I chose the smallest of the tour companies to see the Witless Bay reserve. Only special permits let humans on the island so the rest of us have to go by boat. Its pretty rocky out there where the water meets the land and the water is choppy. On the island reserve there are birds everywhere and the rocks are decorated with white caps of guano. Puffins fly in and out of holes in the heavy sod and gulls hang around in hopes of snagging a young one should it emerge. Puffins are everyone's favorite bird, flying all around us with their stiff little wings and top-heavy bodies, belly-skipping atop the waves, then disappearing into the water only to come up somewhere else, hopefully with a meal in that big orange beak. On the water floated an alarming number of young gull bodies, the ones that didn't make it,.Another of the reserve's islands was covered with huge flocks of birds that I'm ashamed to admit I can't recall their species..
This photo is the best I could do in that choppy water. |
On the boat I met a Newfie woman who's fisherman father had twelve young mouths to feed. She told of how her family had looked forward to seal season. They hunted them, salted the meat that lasted all winter, ate flipper pie, used the oil and, in the end, her father made boots of the skin. I did not see any seals on that outing nor did I see a whale but on the way back to St. Johns I was lucky enough to see my first moose.
Quidi Vidi is another small fishing village a fairly easy walk from my hostel in St. Johns. Its small harbor holds the usual fishing stuff, a community center and a brewery that cranks out the local brew, Quidi Vidi Beer. Homes are modest and life goes on despite the constant flow of tourists.
A shared taxi service picked me up in St Johns along with several others here and there, delivered each rider to the proper destination then dropped me off to catch the ferry to Bell Island. This is how one gets around in Newfoundland without a car. I passed the coffee shop and cafe, opting to hike to the mining museum in town which is on the other side of the island and it didn't take long to regret it. I didn't go to the main business district, if there was one, but found the 'information center' indicated by a hand printed sign, consisting of two boxes, one of cheap copies of a 'visitor guide' and map, the other for money, and a gate with a dog behind it that aggressively guarded the front door.
Iron mines once supported Bell Island, huge underground operations that extended a fair distance under the ocean. The demand for iron has diminished though the ore is still plentiful. One mine is now a museum where one can don a hard hat, sign a waver and be led underground by a woman guide with a lively, amusing spiel. Nearby I found a carving in brick on the side of a small building, a tribute to the children who once worked in the mines.

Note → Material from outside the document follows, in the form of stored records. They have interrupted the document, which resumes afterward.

#[cfg(test)]
mod tests {
    use super::*;
    use crate::styles::scan::definition_blocks;
    use pretty_assertions::assert_eq;
    use serde_json::json;
    use tempfile::TempDir;

    fn sample() -> Value {
        json!({
            "patcher": {
                "rect": [34.0, 94.0],
                "boxes": [
                    { "box": { "id": "obj-1", "style": "A" } },
                    { "box": { "id": "obj-2" } }
                ],
                "styles": [
                    { "name": "A", "multi": 0 },
                    { "name": "B", "multi": 0 }
                ],
                "lines": [],
                "saved_attribute_attributes": {},
                "flag": null
            }
        })
    }

    #[test]
    fn render_max_layout() -> anyhow::Result<()> {
        let result = String::from_utf8(render(&sample(), OutputLayout::Max)?)?;
        let expect = [
            "{",
            "\t\"patcher\" : {",
            "\t\t\"rect\" : [ 34.0, 94.0 ],",
            "\t\t\"boxes\" : [ \t\t\t{",
            "\t\t\t\t\"box\" : {",
            "\t\t\t\t\t\"id\" : \"obj-1\",",
            "\t\t\t\t\t\"style\" : \"A\"",
            "\t\t\t\t}",
            "\t\t\t}",
            ", \t\t\t{",
            "\t\t\t\t\"box\" : {",
            "\t\t\t\t\t\"id\" : \"obj-2\"",
            "\t\t\t\t}",
            "\t\t\t}",
            "\t\t],",
            "\t\t\"styles\" : [ \t\t\t{",
            "\t\t\t\t\"name\" : \"A\",",
            "\t\t\t\t\"multi\" : 0",
            "\t\t\t}",
            ", \t\t\t{",
            "\t\t\t\t\"name\" : \"B\",",
            "\t\t\t\t\"multi\" : 0",
            "\t\t\t}",
            "\t\t],",
            "\t\t\"lines\" : [],",
            "\t\t\"saved_attribute_attributes\" : {},",
            "\t\t\"flag\" : null",
            "\t}",
            "}",
            "",
        ]
        .join("\n");

        assert_eq!(result, expect);

        Ok(())
    }

    #[test]
    fn max_layout_round_trips_and_scans() -> anyhow::Result<()> {
        let text = String::from_utf8(render(&sample(), OutputLayout::Max)?)?;
        let reparsed: Value = serde_json::from_str(&text)?;
        assert_eq!(reparsed, sample());

        let names = definition_blocks(&text).map(|(name, _)| name).collect::<Vec<_>>();
        assert_eq!(names, vec!["A", "B"]);

        Ok(())
    }

    #[test]
    fn render_compact_layout() -> anyhow::Result<()> {
        let result = String::from_utf8(render(&json!({ "a": [1, 2], "b": {} }), OutputLayout::Compact)?)?;
        assert_eq!(result, r#"{"a":[1,2],"b":{}}"#);

        Ok(())
    }

    #[test]
    fn load_rejects_malformed_json() -> anyhow::Result<()> {
        let dir = TempDir::new()?;
        let path = dir.path().join("broken.maxpat");
        std::fs::write(&path, "{ \"patcher\" : ")?;

        let result = Document::load(&path);
        assert!(matches!(result, Err(DocumentError::Parse { .. })));

        Ok(())
    }

    #[test]
    fn write_replaces_file() -> anyhow::Result<()> {
        let dir = TempDir::new()?;
        let path = dir.path().join("patch.maxpat");
        std::fs::write(&path, r#"{"patcher":{"styles":[]}}"#)?;

        let mut document = Document::load(&path)?;
        document.root["patcher"]["fileversion"] = json!(1);
        document.write_to(&path, OutputLayout::Compact)?;

        assert_eq!(
            std::fs::read_to_string(&path)?,
            r#"{"patcher":{"styles":[],"fileversion":1}}"#
        );
        assert!(!dir.path().join("patch.maxpat.tmp").exists());

        Ok(())
    }

    #[cfg(unix)]
    #[test]
    fn write_follows_symlink() -> anyhow::Result<()> {
        let dir = TempDir::new()?;
        let real = dir.path().join("real.maxpat");
        let link = dir.path().join("link.maxpat");
        std::fs::write(&real, r#"{"patcher":{}}"#)?;
        std::os::unix::fs::symlink(&real, &link)?;

        let mut document = Document::load(&link)?;
        document.root["patcher"]["fileversion"] = json!(1);
        document.write_to(&link, OutputLayout::Compact)?;

        assert!(std::fs::symlink_metadata(&link)?.file_type().is_symlink());
        assert_eq!(
            std::fs::read_to_string(&real)?,
            r#"{"patcher":{"fileversion":1}}"#
        );
        assert!(!dir.path().join("real.maxpat.tmp").exists());

        Ok(())
    }

    #[test]
    fn failed_write_removes_staging_file() -> anyhow::Result<()> {
        let dir = TempDir::new()?;
        let blocker = dir.path().join("patch.maxpat");
        std::fs::create_dir_all(blocker.join("occupied"))?;
        let document = Document {
            path: blocker.clone(),
            text: String::new(),
            root: json!({ "patcher": {} }),
        };

        let result = document.write_to(&blocker, OutputLayout::Compact);
        assert!(matches!(result, Err(DocumentError::Write { .. })));
        assert!(!dir.path().join("patch.maxpat.tmp").exists());
        assert!(blocker.join("occupied").is_dir());

        Ok(())
    }

    #[test]
    fn scratch_path_creates_directory() -> anyhow::Result<()> {
        let dir = TempDir::new()?;
        let scratch = dir.path().join("scratch").join("nested");

        let result = scratch_path(&scratch, "/somewhere/else/patch.maxpat")?;
        assert_eq!(result, scratch.join("patch.maxpat"));
        assert!(scratch.is_dir());

        Ok(())
    }
}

I stopped at the cafe next to the lighthouse for a bowl of the most expensive seafood chowder ever but, oh, was it good. Fortified, I took the trail leading back to the ferry. It meandered, desolate and beautiful, along the clifftops, through grassy expanses decorated with wildflowers, into groves of short evergreens and finally to the ferry. An islander told me trees are short because the island flipped in some past geological era, its vegetation feeding the waters and new earth having to form on what had been its rocky bottom. I'm not falling for it but it makes a good story.